Each line that includes "BeachSide" must be copied from the records.
[Start of section]
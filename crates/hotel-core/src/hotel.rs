//! Hotel: the room repository.
//!
//! Owns an ordered collection of room units (insertion order), assigns room
//! numbers and answers filtered listing queries. Lookups by room number
//! always pick the *last* matching entry.

use crate::domain::room::validate_price;
use crate::domain::{HotelError, HotelResult, Modifier, Room, RoomNo, RoomUnit};
use crate::observability::OccupancyCounts;

/// Shown in place of a missing hotel name.
pub const NAME_PLACEHOLDER: &str = "N/A";

#[derive(Debug, Clone, Default)]
pub struct Hotel {
    name: Option<String>,
    rooms: Vec<RoomUnit>,
}

impl Hotel {
    pub fn new() -> Self {
        Self::default()
    }

    pub fn with_name(name: impl Into<String>) -> Self {
        let mut hotel = Self::new();
        hotel.set_name(name);
        hotel
    }

    pub fn name(&self) -> &str {
        self.name.as_deref().unwrap_or(NAME_PLACEHOLDER)
    }

    /// An empty name clears it.
    pub fn set_name(&mut self, name: impl Into<String>) {
        let name = name.into();
        self.name = if name.is_empty() { None } else { Some(name) };
    }

    pub fn has_name(&self) -> bool {
        self.name.is_some()
    }

    /// Create a room with the next free number.
    ///
    /// The beach-side layer is applied first and the VIP layer wraps it, so a
    /// room with both is priced `round(round(price * 1.2) * 1.3)`.
    pub fn add_room(&mut self, price: f64, beach_side: bool, vip: bool) -> HotelResult<RoomNo> {
        let price = validate_price(price)?;
        let room_no = self.next_room_no();

        let mut unit = RoomUnit::from(Room::new(room_no, price));
        if beach_side {
            unit = Modifier::BeachSide.wrap(unit);
        }
        if vip {
            unit = Modifier::Vip.wrap(unit);
        }

        log::debug!(
            "added room {room_no} (base price {price}, modifiers {:?})",
            unit.modifiers()
        );
        self.rooms.push(unit);
        Ok(room_no)
    }

    /// `max + 1`, so numbers freed by removal are never reused.
    fn next_room_no(&self) -> RoomNo {
        self.rooms
            .iter()
            .map(RoomUnit::room_no)
            .max()
            .map_or(1, |max| max + 1)
    }

    fn position(&self, room_no: RoomNo) -> HotelResult<usize> {
        self.rooms
            .iter()
            .rposition(|unit| unit.room_no() == room_no)
            .ok_or(HotelError::RoomNotFound(room_no))
    }

    fn find_mut(&mut self, room_no: RoomNo) -> HotelResult<&mut RoomUnit> {
        let index = self.position(room_no)?;
        Ok(&mut self.rooms[index])
    }

    /// Remove a room together with all of its modifiers.
    pub fn remove_room(&mut self, room_no: RoomNo) -> HotelResult<RoomUnit> {
        let index = self.position(room_no)?;
        let removed = self.rooms.remove(index);
        log::debug!("removed room {room_no}");
        Ok(removed)
    }

    /// Book a room for `guest`. An already booked room is re-booked and its
    /// guest replaced.
    pub fn book_room(&mut self, room_no: RoomNo, guest: impl Into<String>) -> HotelResult<()> {
        let unit = self.find_mut(room_no)?;
        let guest = guest.into();
        if !unit.is_available() {
            log::debug!("room {room_no} already booked for {}, overwriting", unit.guest());
        }
        unit.set_available(false);
        unit.set_guest(guest);
        log::debug!("booked room {room_no} for {}", unit.guest());
        Ok(())
    }

    pub fn unbook_room(&mut self, room_no: RoomNo) -> HotelResult<()> {
        let unit = self.find_mut(room_no)?;
        if unit.is_available() {
            return Err(HotelError::NotBooked(room_no));
        }
        unit.set_available(true);
        unit.clear_guest();
        log::debug!("unbooked room {room_no}");
        Ok(())
    }

    /// Change the base price of a room; modifiers stay in place.
    pub fn reprice_room(&mut self, room_no: RoomNo, price: f64) -> HotelResult<()> {
        let unit = self.find_mut(room_no)?;
        unit.set_price(price)?;
        log::debug!("repriced room {room_no}: base {price}, derived {}", unit.price());
        Ok(())
    }

    pub fn all_rooms_details(&self) -> String {
        self.details_where(|_| true)
    }

    pub fn empty_room_details(&self) -> String {
        self.details_where(RoomUnit::is_available)
    }

    pub fn booked_room_details(&self) -> String {
        self.details_where(|unit| !unit.is_available())
    }

    fn details_where(&self, keep: impl Fn(&RoomUnit) -> bool) -> String {
        self.rooms
            .iter()
            .filter(|&unit| keep(unit))
            .map(RoomUnit::details)
            .collect()
    }

    pub fn rooms(&self) -> impl Iterator<Item = &RoomUnit> {
        self.rooms.iter()
    }

    pub fn room(&self, room_no: RoomNo) -> Option<&RoomUnit> {
        self.rooms.iter().rfind(|unit| unit.room_no() == room_no)
    }

    pub fn len(&self) -> usize {
        self.rooms.len()
    }

    pub fn is_empty(&self) -> bool {
        self.rooms.is_empty()
    }

    pub fn occupancy(&self) -> OccupancyCounts {
        let mut counts = OccupancyCounts::default();
        for unit in &self.rooms {
            counts.total += 1;
            if unit.is_available() {
                counts.available += 1;
            } else {
                counts.booked += 1;
            }
        }
        counts
    }
}

#[cfg(test)]
mod tests {
    use super::*;
    use rstest::rstest;

    fn hotel_with_rooms(n: usize) -> Hotel {
        let mut hotel = Hotel::with_name("Test");
        for _ in 0..n {
            hotel.add_room(100.0, false, false).unwrap();
        }
        hotel
    }

    fn numbers(hotel: &Hotel) -> Vec<RoomNo> {
        hotel.rooms().map(RoomUnit::room_no).collect()
    }

    #[test]
    fn rooms_are_numbered_in_add_order() {
        let mut hotel = Hotel::new();
        assert_eq!(hotel.add_room(10.0, false, false), Ok(1));
        assert_eq!(hotel.add_room(20.0, true, false), Ok(2));
        assert_eq!(hotel.add_room(30.0, false, true), Ok(3));
        assert_eq!(numbers(&hotel), vec![1, 2, 3]);
    }

    #[test]
    fn removed_numbers_are_not_recycled() {
        let mut hotel = hotel_with_rooms(3);
        hotel.remove_room(2).unwrap();

        assert_eq!(hotel.add_room(100.0, false, false), Ok(4));
        assert_eq!(numbers(&hotel), vec![1, 3, 4]);
    }

    #[test]
    fn removing_the_highest_number_frees_it() {
        let mut hotel = hotel_with_rooms(3);
        hotel.remove_room(3).unwrap();
        assert_eq!(hotel.add_room(100.0, false, false), Ok(3));
    }

    #[rstest]
    #[case::both(true, true, vec![Modifier::Vip, Modifier::BeachSide], 156.0)]
    #[case::beach_side(true, false, vec![Modifier::BeachSide], 120.0)]
    #[case::vip(false, true, vec![Modifier::Vip], 130.0)]
    #[case::plain(false, false, vec![], 100.0)]
    fn add_room_applies_requested_modifiers(
        #[case] beach_side: bool,
        #[case] vip: bool,
        #[case] expected_modifiers: Vec<Modifier>,
        #[case] expected_price: f64,
    ) {
        let mut hotel = Hotel::new();
        let room_no = hotel.add_room(100.0, beach_side, vip).unwrap();
        let unit = hotel.room(room_no).unwrap();

        assert_eq!(unit.modifiers(), expected_modifiers);
        assert_eq!(unit.price(), expected_price);
    }

    #[rstest]
    #[case::zero(0.0)]
    #[case::negative(-50.0)]
    #[case::infinite(f64::INFINITY)]
    fn add_room_rejects_non_positive_price(#[case] price: f64) {
        let mut hotel = Hotel::new();
        assert_eq!(
            hotel.add_room(price, true, true),
            Err(HotelError::InvalidPrice(price))
        );
        assert!(hotel.is_empty());
    }

    #[rstest]
    #[case::remove("remove")]
    #[case::book("book")]
    #[case::unbook("unbook")]
    fn unknown_room_leaves_hotel_unchanged(#[case] op: &str) {
        let mut hotel = hotel_with_rooms(2);
        let before = hotel.all_rooms_details();

        let result = match op {
            "remove" => hotel.remove_room(9).map(|_| ()),
            "book" => hotel.book_room(9, "Dave"),
            _ => hotel.unbook_room(9),
        };

        assert_eq!(result, Err(HotelError::RoomNotFound(9)));
        assert_eq!(hotel.all_rooms_details(), before);
        assert_eq!(hotel.len(), 2);
    }

    #[test]
    fn booking_marks_room_unavailable_with_guest() {
        let mut hotel = hotel_with_rooms(2);
        hotel.book_room(2, "Erin").unwrap();

        let unit = hotel.room(2).unwrap();
        assert!(!unit.is_available());
        assert_eq!(unit.guest(), "Erin");
        assert!(hotel.room(1).unwrap().is_available());
    }

    #[test]
    fn booking_a_booked_room_overwrites_guest() {
        let mut hotel = hotel_with_rooms(1);
        hotel.book_room(1, "Frank").unwrap();
        hotel.book_room(1, "Grace").unwrap();

        assert_eq!(hotel.room(1).unwrap().guest(), "Grace");
    }

    #[test]
    fn unbooking_restores_availability_and_clears_guest() {
        let mut hotel = hotel_with_rooms(1);
        hotel.book_room(1, "Heidi").unwrap();
        hotel.unbook_room(1).unwrap();

        let unit = hotel.room(1).unwrap();
        assert!(unit.is_available());
        assert_eq!(unit.guest(), "N/A");
    }

    #[test]
    fn unbooking_an_available_room_is_rejected() {
        let mut hotel = hotel_with_rooms(1);
        let before = hotel.all_rooms_details();

        assert_eq!(hotel.unbook_room(1), Err(HotelError::NotBooked(1)));
        assert_eq!(hotel.all_rooms_details(), before);
    }

    #[test]
    fn lookups_pick_the_last_matching_room() {
        let mut hotel = hotel_with_rooms(2);
        hotel.rooms[1].set_room_no(1).unwrap();

        hotel.book_room(1, "Ivan").unwrap();
        assert!(hotel.rooms[0].is_available());
        assert_eq!(hotel.rooms[1].guest(), "Ivan");

        let removed = hotel.remove_room(1).unwrap();
        assert_eq!(removed.guest(), "Ivan");
        assert_eq!(hotel.len(), 1);
    }

    #[test]
    fn queries_are_empty_for_an_empty_hotel() {
        let hotel = Hotel::new();
        assert_eq!(hotel.all_rooms_details(), "");
        assert_eq!(hotel.empty_room_details(), "");
        assert_eq!(hotel.booked_room_details(), "");
    }

    #[test]
    fn empty_room_details_is_empty_when_everything_is_booked() {
        let mut hotel = hotel_with_rooms(2);
        hotel.book_room(1, "Judy").unwrap();
        hotel.book_room(2, "Mallory").unwrap();

        assert_eq!(hotel.empty_room_details(), "");
        assert!(!hotel.booked_room_details().is_empty());
    }

    #[test]
    fn queries_filter_by_availability_in_collection_order() {
        let mut hotel = hotel_with_rooms(3);
        hotel.book_room(2, "Niaj").unwrap();

        let rooms: Vec<&RoomUnit> = hotel.rooms().collect();
        assert_eq!(
            hotel.all_rooms_details(),
            format!("{}{}{}", rooms[0].details(), rooms[1].details(), rooms[2].details())
        );
        assert_eq!(
            hotel.empty_room_details(),
            format!("{}{}", rooms[0].details(), rooms[2].details())
        );
        assert_eq!(hotel.booked_room_details(), rooms[1].details());
    }

    #[test]
    fn reprice_updates_base_price_under_modifiers() {
        let mut hotel = Hotel::new();
        hotel.add_room(100.0, true, true).unwrap();
        hotel.reprice_room(1, 200.0).unwrap();

        let unit = hotel.room(1).unwrap();
        assert_eq!(unit.base().price(), 200.0);
        assert_eq!(unit.price(), 312.0);
    }

    #[test]
    fn reprice_rejects_non_positive_price() {
        let mut hotel = hotel_with_rooms(1);
        assert_eq!(
            hotel.reprice_room(1, 0.0),
            Err(HotelError::InvalidPrice(0.0))
        );
        assert_eq!(hotel.room(1).unwrap().price(), 100.0);
        assert_eq!(
            hotel.reprice_room(5, 10.0),
            Err(HotelError::RoomNotFound(5))
        );
    }

    #[test]
    fn occupancy_counts_available_and_booked() {
        let mut hotel = hotel_with_rooms(3);
        hotel.book_room(3, "Olivia").unwrap();

        assert_eq!(
            hotel.occupancy(),
            OccupancyCounts {
                total: 3,
                available: 2,
                booked: 1,
            }
        );
    }

    #[test]
    fn name_falls_back_to_placeholder() {
        let mut hotel = Hotel::new();
        assert_eq!(hotel.name(), NAME_PLACEHOLDER);
        assert!(!hotel.has_name());

        hotel.set_name("Grand");
        assert_eq!(hotel.name(), "Grand");

        hotel.set_name("");
        assert!(!hotel.has_name());
    }
}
[End of section]
▶ Response
            unit = Modifier::BeachSide.wrap(unit);
    #[case::both(true, true, vec![Modifier::Vip, Modifier::BeachSide], 156.0)]
    #[case::beach_side(true, false, vec![Modifier::BeachSide], 120.0)]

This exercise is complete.